La explicación decididamente mitológica que fue encontrando el fenómeno remitió, según dice también la leyenda, a un periodista de un país entonces poco desarrollado futbolísticamente, que habló de "garra charrúa" para explicar el resultado de una final sudamericana: Uruguay 3 contra 0 del favorito de siempre, Argentina.

El maracanazo vino a asentar esta fórmula desquiciante, porque, una vez más, los otros creyeron que Uruguay iba a ser goleado. Pero el temple deportivo es algo connatural a los campeones de cualquier deporte (a nadie se le ocurre hablar de la garra charrúa del antigravitacional Michael Jordan) y se suele olvidar que, cuando se enfrentaron Brasil y Uruguay en 1950, entre otras cosas, los celestes tenían una prosapia deportiva mucho más importante que sus rivales.

Aunque lo ignoraran, cuando vencían, los uruguayos eran técnica y estratégicamente superiores, porque, como sucediera en 1924 o con el Peñarol de los sesenta, desarrollaban un juego al que los demás no encontraban respuesta.
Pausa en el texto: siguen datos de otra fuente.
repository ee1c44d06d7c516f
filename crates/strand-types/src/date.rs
use chrono::{DateTime, NaiveDateTime, Utc};

use crate::error::TypeError;

/// Wire format of date values: whole seconds, UTC, literal `T` and `Z`.
pub const DATE_FORMAT: &str = "%Y-%m-%dT%H:%M:%SZ";

/// Fixed-format date text codec.
///
/// Formatting drops sub-second precision; parsing only accepts the exact
/// [`DATE_FORMAT`] shape.
#[derive(Clone, Copy, Debug, Default)]
pub struct DateCodec;

impl DateCodec {
    pub fn new() -> Self {
        Self
    }

    /// Render a date in wire format.
    pub fn format(&self, date: &DateTime<Utc>) -> String {
        date.format(DATE_FORMAT).to_string()
    }

    /// Parse a date from wire format.
    pub fn parse(&self, text: &str) -> Result<DateTime<Utc>, TypeError> {
        NaiveDateTime::parse_from_str(text, DATE_FORMAT)
            .map(|naive| naive.and_utc())
            .map_err(|_| TypeError::InvalidDate {
                value: text.to_string(),
            })
    }
}
#[cfg(test)]
mod tests {
    use strand_refs::InMemoryRegistry;

    use super::*;

    fn registry() -> InMemoryRegistry {
        InMemoryRegistry::with_types(["Person", "Dog"]).unwrap()
    }

    fn with_session<T>(input: &str, f: impl FnOnce(&mut ReadSession<'_, &[u8]>) -> T) -> T {
        let reg = registry();
        let config = SessionConfig::default();
        let mut session = ReadSession::from_slice(input.as_bytes(), &reg, &config);
        f(&mut session)
    }

    #[test]
    fn collection_end_vs_null_element() {
        with_session(r#"["a",null]"#, |s| {
            assert!(s.enter_collection().unwrap());
            assert_eq!(s.read_string_value().unwrap().as_deref(), Some("a"));
            assert!(!s.was_collection_end());
            assert_eq!(s.read_string_value().unwrap(), None);
            assert!(!s.was_collection_end());
            assert_eq!(s.read_string_value().unwrap(), None);
            assert!(s.was_collection_end());
        });
    }

    #[test]
    fn empty_collection_ends_immediately() {
        with_session("[]", |s| {
            assert!(s.enter_collection().unwrap());
            assert_eq!(s.read_int_value().unwrap(), None);
            assert!(s.was_collection_end());
        });
    }

    #[test]
    fn null_collection() {
        with_session(r#"{"tags":null}"#, |s| {
            assert!(s.enter_object().unwrap());
            assert_eq!(s.next_property().unwrap().as_deref(), Some("tags"));
            assert!(!s.enter_collection().unwrap());
            assert!(!s.was_collection_end());
            assert_eq!(s.next_property().unwrap(), None);
        });
    }

    #[test]
    fn enter_collection_at_array_end_is_state_error() {
        with_session("[]", |s| {
            assert!(s.enter_collection().unwrap());
            let err = s.enter_collection().unwrap_err();
            assert!(err.is_state_error());
        });
    }

    #[test]
    fn nested_collections() {
        with_session("[[1],[]]", |s| {
            assert!(s.enter_collection().unwrap());
            assert!(s.enter_collection_element().unwrap());
            assert_eq!(s.read_int_value().unwrap(), Some(1));
            assert_eq!(s.read_int_value().unwrap(), None);
            assert!(s.was_collection_end());
            assert!(s.enter_collection_element().unwrap());
            assert_eq!(s.read_int_value().unwrap(), None);
            assert!(s.enter_collection_element().is_ok_and(|entered| !entered));
            assert!(s.was_collection_end());
        });
    }

    #[test]
    fn objects_in_collection() {
        with_session(r#"[{"n":1},null]"#, |s| {
            assert!(s.enter_collection().unwrap());
            assert!(s.enter_object().unwrap());
            assert_eq!(s.next_property().unwrap().as_deref(), Some("n"));
            assert_eq!(s.read_long_value().unwrap(), Some(1));
            assert_eq!(s.next_property().unwrap(), None);
            assert!(!s.enter_object().unwrap());
            assert!(!s.was_collection_end());
            assert!(!s.enter_object().unwrap());
            assert!(s.was_collection_end());
        });
    }

    #[test]
    fn map_entries() {
        with_session(r#"{"a":1,"b":2}"#, |s| {
            assert!(s.enter_map().unwrap());
            let mut entries = Vec::new();
            while let Some(key) = s.next_key().unwrap() {
                entries.push((key, s.read_short_value().unwrap().unwrap()));
            }
            assert_eq!(entries, vec![("a".to_string(), 1), ("b".to_string(), 2)]);
        });
    }

    #[test]
    fn wrong_value_shape_is_data_error() {
        with_session(r#"{"n":"one"}"#, |s| {
            s.enter_object().unwrap();
            s.next_property().unwrap();
            let err = s.read_int_value().unwrap_err();
            assert!(matches!(err, SessionError::InvalidValueType { .. }));
            assert!(err.is_data_error());
        });
    }

    #[test]
    fn object_where_scalar_expected_is_data_error() {
        with_session(r#"[{}]"#, |s| {
            s.enter_collection().unwrap();
            assert!(s.read_string_value().unwrap_err().is_data_error());
        });
    }

    #[test]
    fn reading_value_at_object_end_is_state_error() {
        with_session("{}", |s| {
            s.enter_object().unwrap();
            let err = s.read_string_value().unwrap_err();
            assert!(matches!(err, SessionError::Desync { .. }));
        });
    }

    #[test]
    fn reading_value_instead_of_name_is_state_error() {
        with_session(r#"{"a":1}"#, |s| {
            s.enter_object().unwrap();
            assert!(s.read_int_value().unwrap_err().is_state_error());
        });
    }

    #[test]
    fn narrowing_is_range_checked() {
        with_session("[300, -129, 70000]", |s| {
            s.enter_collection().unwrap();
            assert!(matches!(s.read_byte_value(), Err(SessionError::OutOfRange { .. })));
            assert!(matches!(s.read_byte_value(), Err(SessionError::OutOfRange { .. })));
            assert!(matches!(s.read_short_value(), Err(SessionError::OutOfRange { .. })));
        });
    }

    #[test]
    fn integer_reads_never_round() {
        with_session("[1.0000000000000001, 9007199254740993.0, 2.5e0]", |s| {
            s.enter_collection().unwrap();
            let err = s.read_int_value().unwrap_err();
            assert!(matches!(err, SessionError::InvalidValueType { .. }));
            assert!(err.is_data_error());
            assert_eq!(s.read_long_value().unwrap(), Some(9_007_199_254_740_993));
            assert!(s.read_long_value().unwrap_err().is_data_error());
            assert_eq!(s.read_long_value().unwrap(), None);
            assert!(s.was_collection_end());
        });
    }

    #[test]
    fn enter_either_sets_flag_only_after_a_value() {
        with_session(r#"{"a":[],"b":{}}"#, |s| {
            assert!(s.enter_object().unwrap());
            s.next_property().unwrap();
            assert!(s.enter_collection().unwrap());
            assert_eq!(s.read_int_value().unwrap(), None);
            assert!(s.was_collection_end());
            s.next_property().unwrap();
            assert_eq!(s.enter_either().unwrap(), Some(Opened::Object));
            assert!(!s.was_collection_end());
        });
        with_session("[[]]", |s| {
            assert!(s.enter_collection().unwrap());
            assert!(s.enter_collection_element().unwrap());
            assert_eq!(s.read_int_value().unwrap(), None);
            assert!(s.enter_either().unwrap_err().is_state_error());
            assert!(s.was_collection_end());
        });
    }

    #[test]
    fn discriminator_first() {
        let tag = TypeTag::with_default_field(["Dog", "Cat"]).unwrap();
        with_session(r#"{"type":"Dog","name":"Rex"}"#, |s| {
            assert!(s.enter_object().unwrap());
            assert_eq!(s.read_object_type(&tag).unwrap(), "Dog");
            assert_eq!(s.next_property().unwrap().as_deref(), Some("name"));
        });
    }

    #[test]
    fn discriminator_elsewhere_is_data_error() {
        let tag = TypeTag::with_default_field(["Dog"]).unwrap();
        with_session(r#"{"name":"Rex","type":"Dog"}"#, |s| {
            s.enter_object().unwrap();
            let err = s.read_object_type(&tag).unwrap_err();
            assert!(matches!(err, SessionError::DiscriminatorNotFirst { .. }));
            assert!(err.is_data_error());
        });
    }

    #[test]
    fn discriminator_must_be_known_string() {
        let tag = TypeTag::with_default_field(["Dog"]).unwrap();
        with_session(r#"{"type":"Bird"}"#, |s| {
            s.enter_object().unwrap();
            assert!(matches!(s.read_object_type(&tag), Err(SessionError::UnknownVariant { .. })));
        });
        with_session(r#"{"type":7}"#, |s| {
            s.enter_object().unwrap();
            assert!(matches!(s.read_object_type(&tag), Err(SessionError::InvalidValueType { .. })));
        });
        with_session(r#"{}"#, |s| {
            s.enter_object().unwrap();
            assert!(s.read_object_type(&tag).unwrap_err().is_data_error());
        });
    }

    #[test]
    fn empty_polymorphic_array_never_yields_a_variant() {
        let tag = TypeTag::with_default_field(["Dog"]).unwrap();
        with_session("[]", |s| {
            s.enter_collection().unwrap();
            assert!(s.read_object_type(&tag).unwrap_err().is_data_error());
        });
    }

    #[test]
    fn swallow_skips_nested_value() {
        with_session(r#"{"skip":{"a":[1,{"b":[[],{}]}],"c":null},"keep":true}"#, |s| {
            s.enter_object().unwrap();
            assert_eq!(s.next_property().unwrap().as_deref(), Some("skip"));
            s.swallow_value().unwrap();
            assert_eq!(s.next_property().unwrap().as_deref(), Some("keep"));
            assert_eq!(s.read_boolean_value().unwrap(), Some(true));
            assert_eq!(s.next_property().unwrap(), None);
        });
    }

    #[test]
    fn swallow_scalar_and_element() {
        with_session(r#"[1,[2,3],"x"]"#, |s| {
            s.enter_collection().unwrap();
            s.swallow_value().unwrap();
            s.swallow_value().unwrap();
            assert_eq!(s.read_string_value().unwrap().as_deref(), Some("x"));
        });
    }

    #[test]
    fn swallow_at_end_is_state_error() {
        with_session("[]", |s| {
            s.enter_collection().unwrap();
            let err = s.swallow_value().unwrap_err();
            assert!(matches!(err, SessionError::Desync { .. }));
        });
    }

    #[test]
    fn references_resolve_and_collect() {
        let reg = registry();
        let config = SessionConfig {
            collect_references: true,
            ..Default::default()
        };
        let input = br#"["ref:Person:1","ref:Dog:2","ref:Person:1"]"#;
        let mut s = ReadSession::from_slice(input, &reg, &config);
        s.enter_collection().unwrap();
        while s.read_ref_value().unwrap().is_some() {}
        assert!(s.was_collection_end());
        let refs = s.take_collected_references();
        assert_eq!(refs, vec![Reference::new("Dog", "2"), Reference::new("Person", "1")]);
        assert!(s.take_collected_references().is_empty());
        s.finish().unwrap();
    }

    #[test]
    fn unregistered_reference_is_data_error() {
        with_session(r#"["ref:Cat:1"]"#, |s| {
            s.enter_collection().unwrap();
            let err = s.read_ref_value().unwrap_err();
            assert!(matches!(err, SessionError::InvalidReference(_)));
            assert!(err.is_data_error());
        });
    }

    #[test]
    fn dates_use_fixed_format() {
        with_session(r#"["2024-01-02T03:04:05Z","2024-01-02"]"#, |s| {
            s.enter_collection().unwrap();
            let d = s.read_date_value().unwrap().unwrap();
            assert_eq!(d.to_rfc3339(), "2024-01-02T03:04:05+00:00");
            assert!(matches!(s.read_date_value(), Err(SessionError::InvalidDate(_))));
        });
    }

    #[test]
    fn read_value_by_kind() {
        with_session(r#"[12, "ref:Dog:9"]"#, |s| {
            s.enter_collection().unwrap();
            assert_eq!(s.read_value(ValueKind::Short).unwrap(), Some(Value::Short(12)));
            assert_eq!(
                s.read_value(ValueKind::Reference).unwrap(),
                Some(Value::Reference(Reference::new("Dog", "9")))
            );
        });
    }

    #[test]
    fn empty_input_is_data_error() {
        with_session("   ", |s| {
            let err = s.read_string_value().unwrap_err();
            assert!(matches!(err, SessionError::EmptyDocument));
            assert!(err.is_data_error());
        });
    }

    #[test]
    fn truncated_input_is_data_error() {
        with_session(r#"{"name":"#, |s| {
            s.enter_object().unwrap();
            s.next_property().unwrap();
            let err = s.read_string_value().unwrap_err();
            assert!(matches!(err, SessionError::Malformed(_)));
        });
    }

    #[test]
    fn reading_past_document_is_state_error() {
        with_session("1", |s| {
            assert_eq!(s.read_int_value().unwrap(), Some(1));
            assert!(s.read_int_value().unwrap_err().is_state_error());
        });
    }

    #[test]
    fn finish_requires_complete_document() {
        let reg = registry();
        let config = SessionConfig::default();
        let mut s = ReadSession::from_slice(br#"{"a":1}"#, &reg, &config);
        s.enter_object().unwrap();
        assert!(s.finish().unwrap_err().is_state_error());

        let mut s = ReadSession::from_slice(b"[] ", &reg, &config);
        s.enter_collection().unwrap();
        s.read_int_value().unwrap();
        s.finish().unwrap();
    }

    #[test]
    fn depth_limit_from_config() {
        let reg = registry();
        let config = SessionConfig {
            max_depth: 2,
            ..Default::default()
        };
        let mut s = ReadSession::from_slice(b"[[[]]]", &reg, &config);
        let err = s.swallow_value().unwrap_err();
        assert!(err.is_data_error());
    }
}
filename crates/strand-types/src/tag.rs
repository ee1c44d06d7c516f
use serde::{Deserialize, Serialize};

use crate::error::TypeError;

/// Default name of the discriminator member.
pub const DEFAULT_DISCRIMINATOR: &str = "type";

/// Describes how a polymorphic resource encodes its concrete variant.
///
/// On the wire, a polymorphic object carries the discriminator as its very
/// first member: `{"type": "Dog", ...}`. The tag knows the member name and
/// the closed set of variant names that may appear there.
#[derive(Clone, Debug, PartialEq, Eq, Serialize, Deserialize)]
pub struct TypeTag {
    field: String,
    variants: Vec<String>,
}

impl TypeTag {
    /// Create a tag with the given discriminator member name and variants.
    pub fn new<I, S>(field: impl Into<String>, variants: I) -> Result<Self, TypeError>
    where
        I: IntoIterator<Item = S>,
        S: Into<String>,
    {
        let field = field.into();
        let mut names: Vec<String> = Vec::new();
        for v in variants {
            let v = v.into();
            if names.contains(&v) {
                return Err(TypeError::DuplicateVariant { field, variant: v });
            }
            names.push(v);
        }
        if names.is_empty() {
            return Err(TypeError::EmptyTypeTag { field });
        }
        Ok(Self {
            field,
            variants: names,
        })
    }

    /// A tag using the default `"type"` discriminator member.
    pub fn with_default_field<I, S>(variants: I) -> Result<Self, TypeError>
    where
        I: IntoIterator<Item = S>,
        S: Into<String>,
    {
        Self::new(DEFAULT_DISCRIMINATOR, variants)
    }

    /// Name of the discriminator member.
    pub fn field(&self) -> &str {
        &self.field
    }

    /// Returns `true` if `variant` is one of this tag's variants.
    pub fn contains(&self, variant: &str) -> bool {
        self.variants.iter().any(|v| v == variant)
    }
}
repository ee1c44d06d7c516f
use clap::Parser;
use tracing_subscriber::EnvFilter;

mod cli;
mod commands;

fn main() -> anyhow::Result<()> {
    let cli = cli::Cli::parse();
    let filter = if cli.verbose {
        EnvFilter::new("debug")
    } else {
        EnvFilter::try_from_default_env().unwrap_or_else(|_| EnvFilter::new("warn"))
    };
    tracing_subscriber::fmt()
        .with_env_filter(filter)
        .with_writer(std::io::stderr)
        .init();
    commands::run_command(cli)
}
Al juego de los argentinos, cuyo desempeño estaba basado exclusivamente en el dribbling y el pase corto, los uruguayos añadían el pase largo.

Todo terminaría medio siglo después de la primera gran victoria, cuando Holanda vapuleó a un paralítico equipo uruguayo en 1974. Eso, si se quiere, fue un golpe epistemológico del que no hemos logrado salir.


Se confundió, definitivamente, dinámica y potencia con patadones y poca cintura, se confundió defensa con "ir al bulto" y ataque con pelotazos.

En 1974, Argentina había recibido de los holandeses una idéntica paliza, pero por suerte para ellos no pesaba sobre su selección, por entonces inocente de triunfos mundialistas, el peso de "garra" alguna. Los argentinos apelaron a sus recursos de siempre, pero desarrollados a la velocidad que exigía el fútbol contemporáneo.
De ahí en más, los argentinos salieron campeones dos veces, y luego vicecampeones del mundo. Los uruguayos (que recién con la selección juvenil de Púa han vuelto a encontrar un juego para los rivales exótico y no controlable) hemos venido padeciendo un fútbol desgarrado y desgarrador. En cada enfrentamiento internacional los otros no son gallinas -son halcones- y los de acá terminan, con las manos vacías, revolcados en el barro.